Work to be completed —
Copy the data exactly. Leave nothing out.

Saved entries
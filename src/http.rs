//! Shared HTTP client construction for the service clients.

use reqwest::Client;
use std::time::Duration;

/// User-Agent string identifying this tool
const USER_AGENT: &str = concat!("textquiz/", env!("CARGO_PKG_VERSION"));

/// Create a configured HTTP client
pub fn build_client(timeout_secs: u64) -> Result<Client, reqwest::Error> {
    Client::builder()
        .user_agent(USER_AGENT)
        .timeout(Duration::from_secs(timeout_secs))
        .build()
}

/// Join a base URL and a path without doubling or dropping the slash
pub(crate) fn join_url(base: &str, path: &str) -> String {
    format!("{}/{}", base.trim_end_matches('/'), path.trim_start_matches('/'))
}
//! Chat-completion client used for keyword and quiz generation.
//!
//! Talks to any OpenAI-compatible `/chat/completions` endpoint.

use crate::config::{ChatConfig, Credentials};
use crate::http::{build_client, join_url};
use async_trait::async_trait;
use reqwest::{Client, StatusCode};
use serde::{Deserialize, Serialize};
use thiserror::Error;

#[derive(Error, Debug)]
pub enum ChatError {
    #[error("chat service error: request failed: {0}")]
    Request(#[from] reqwest::Error),
    #[error("chat service error: {status}: {body}")]
    Api { status: StatusCode, body: String },
    #[error("chat service error: response contained no message")]
    EmptyResponse,
}

#[derive(Debug, Clone, PartialEq, Serialize)]
pub struct ChatMessage {
    pub role: String,
    pub content: String,
}

impl ChatMessage {
    pub fn system(content: impl Into<String>) -> Self {
        Self {
            role: "system".to_string(),
            content: content.into(),
        }
    }

    pub fn user(content: impl Into<String>) -> Self {
        Self {
            role: "user".to_string(),
            content: content.into(),
        }
    }
}

/// One system + user exchange with its sampling settings
#[derive(Debug, Clone)]
pub struct ChatRequest {
    pub system: String,
    pub user: String,
    pub max_tokens: u32,
    pub temperature: f32,
}

impl ChatRequest {
    pub fn messages(&self) -> Vec<ChatMessage> {
        vec![
            ChatMessage::system(self.system.as_str()),
            ChatMessage::user(self.user.as_str()),
        ]
    }
}

/// Anything that answers a prompt with free-form text.
///
/// Implementations return the reply trimmed of surrounding whitespace.
#[async_trait]
pub trait ChatService {
    async fn complete(&self, request: &ChatRequest) -> Result<String, ChatError>;
}

#[derive(Serialize)]
struct CompletionBody<'a> {
    model: &'a str,
    messages: Vec<ChatMessage>,
    max_tokens: u32,
    temperature: f32,
}

#[derive(Deserialize)]
struct CompletionResponse {
    #[serde(default)]
    choices: Vec<Choice>,
}

#[derive(Deserialize)]
struct Choice {
    message: ReplyMessage,
}

#[derive(Deserialize)]
struct ReplyMessage {
    #[serde(default)]
    content: Option<String>,
}

/// Client for the OpenAI chat-completions API
pub struct OpenAiChat {
    client: Client,
    url: String,
    model: String,
    api_key: String,
}

impl OpenAiChat {
    pub fn new(config: &ChatConfig, credentials: &Credentials) -> Result<Self, ChatError> {
        Ok(Self {
            client: build_client(config.timeout_secs)?,
            url: join_url(&config.endpoint, "chat/completions"),
            model: config.model.clone(),
            api_key: credentials.openai_key.clone(),
        })
    }
}

#[async_trait]
impl ChatService for OpenAiChat {
    async fn complete(&self, request: &ChatRequest) -> Result<String, ChatError> {
        let body = CompletionBody {
            model: &self.model,
            messages: request.messages(),
            max_tokens: request.max_tokens,
            temperature: request.temperature,
        };

        tracing::debug!(url = %self.url, model = %self.model, "requesting chat completion");
        let response = self
            .client
            .post(&self.url)
            .bearer_auth(&self.api_key)
            .json(&body)
            .send()
            .await?;

        let status = response.status();
        if !status.is_success() {
            let body = error_body(response).await;
            return Err(ChatError::Api { status, body });
        }

        let completion: CompletionResponse = response.json().await?;
        let reply = first_reply(completion).ok_or(ChatError::EmptyResponse)?;
        tracing::debug!(chars = reply.chars().count(), "chat completion received");
        Ok(reply)
    }
}

/// Body of an error response, or a note saying why it could not be read
async fn error_body(response: reqwest::Response) -> String {
    body_or_note(response.text().await)
}

fn body_or_note<E: std::fmt::Display>(read: Result<String, E>) -> String {
    match read {
        Ok(body) => body,
        Err(e) => {
            tracing::debug!(error = %e, "failed to read error response body");
            format!("<unreadable response body: {}>", e)
        }
    }
}

fn first_reply(completion: CompletionResponse) -> Option<String> {
    completion
        .choices
        .into_iter()
        .next()
        .and_then(|choice| choice.message.content)
        .map(|content| content.trim().to_string())
}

The answer —
filename src/http.rs
//! Shared HTTP client construction for the service clients.

use reqwest::Client;
use std::time::Duration;

/// User-Agent string identifying this tool
const USER_AGENT: &str = concat!("textquiz/", env!("CARGO_PKG_VERSION"));

/// Create a configured HTTP client
pub fn build_client(timeout_secs: u64) -> Result<Client, reqwest::Error> {
    Client::builder()
        .user_agent(USER_AGENT)
        .timeout(Duration::from_secs(timeout_secs))
        .build()
}

/// Join a base URL and a path without doubling or dropping the slash
pub(crate) fn join_url(base: &str, path: &str) -> String {
    format!("{}/{}", base.trim_end_matches('/'), path.trim_start_matches('/'))
}
//! Chat-completion client used for keyword and quiz generation.
//!
//! Talks to any OpenAI-compatible `/chat/completions` endpoint.

use crate::config::{ChatConfig, Credentials};
use crate::http::{build_client, join_url};
use async_trait::async_trait;
use reqwest::{Client, StatusCode};
use serde::{Deserialize, Serialize};
use thiserror::Error;

#[derive(Error, Debug)]
pub enum ChatError {
    #[error("chat service error: request failed: {0}")]
    Request(#[from] reqwest::Error),
    #[error("chat service error: {status}: {body}")]
    Api { status: StatusCode, body: String },
    #[error("chat service error: response contained no message")]
    EmptyResponse,
}

#[derive(Debug, Clone, PartialEq, Serialize)]
pub struct ChatMessage {
    pub role: String,
    pub content: String,
}

impl ChatMessage {
    pub fn system(content: impl Into<String>) -> Self {
        Self {
            role: "system".to_string(),
            content: content.into(),
        }
    }

    pub fn user(content: impl Into<String>) -> Self {
        Self {
            role: "user".to_string(),
            content: content.into(),
        }
    }
}

/// One system + user exchange with its sampling settings
#[derive(Debug, Clone)]
pub struct ChatRequest {
    pub system: String,
    pub user: String,
    pub max_tokens: u32,
    pub temperature: f32,
}

impl ChatRequest {
    pub fn messages(&self) -> Vec<ChatMessage> {
        vec![
            ChatMessage::system(self.system.as_str()),
            ChatMessage::user(self.user.as_str()),
        ]
    }
}

/// Anything that answers a prompt with free-form text.
///
/// Implementations return the reply trimmed of surrounding whitespace.
#[async_trait]
pub trait ChatService {
    async fn complete(&self, request: &ChatRequest) -> Result<String, ChatError>;
}

#[derive(Serialize)]
struct CompletionBody<'a> {
    model: &'a str,
    messages: Vec<ChatMessage>,
    max_tokens: u32,
    temperature: f32,
}

#[derive(Deserialize)]
struct CompletionResponse {
    #[serde(default)]
    choices: Vec<Choice>,
}

#[derive(Deserialize)]
struct Choice {
    message: ReplyMessage,
}

#[derive(Deserialize)]
struct ReplyMessage {
    #[serde(default)]
    content: Option<String>,
}

/// Client for the OpenAI chat-completions API
pub struct OpenAiChat {
    client: Client,
    url: String,
    model: String,
    api_key: String,
}

impl OpenAiChat {
    pub fn new(config: &ChatConfig, credentials: &Credentials) -> Result<Self, ChatError> {
        Ok(Self {
            client: build_client(config.timeout_secs)?,
            url: join_url(&config.endpoint, "chat/completions"),
            model: config.model.clone(),
            api_key: credentials.openai_key.clone(),
        })
    }
}

#[async_trait]
impl ChatService for OpenAiChat {
    async fn complete(&self, request: &ChatRequest) -> Result<String, ChatError> {
        let body = CompletionBody {
            model: &self.model,
            messages: request.messages(),
            max_tokens: request.max_tokens,
            temperature: request.temperature,
        };

        tracing::debug!(url = %self.url, model = %self.model, "requesting chat completion");
        let response = self
            .client
            .post(&self.url)
            .bearer_auth(&self.api_key)
            .json(&body)
            .send()
            .await?;

        let status = response.status();
        if !status.is_success() {
            let body = error_body(response).await;
            return Err(ChatError::Api { status, body });
        }

        let completion: CompletionResponse = response.json().await?;
        let reply = first_reply(completion).ok_or(ChatError::EmptyResponse)?;
        tracing::debug!(chars = reply.chars().count(), "chat completion received");
        Ok(reply)
    }
}

/// Body of an error response, or a note saying why it could not be read
async fn error_body(response: reqwest::Response) -> String {
    body_or_note(response.text().await)
}

fn body_or_note<E: std::fmt::Display>(read: Result<String, E>) -> String {
    match read {
        Ok(body) => body,
        Err(e) => {
            tracing::debug!(error = %e, "failed to read error response body");
            format!("<unreadable response body: {}>", e)
        }
    }
}

fn first_reply(completion: CompletionResponse) -> Option<String> {
    completion
        .choices
        .into_iter()
        .next()
        .and_then(|choice| choice.message.content)
        .map(|content| content.trim().to_string())
}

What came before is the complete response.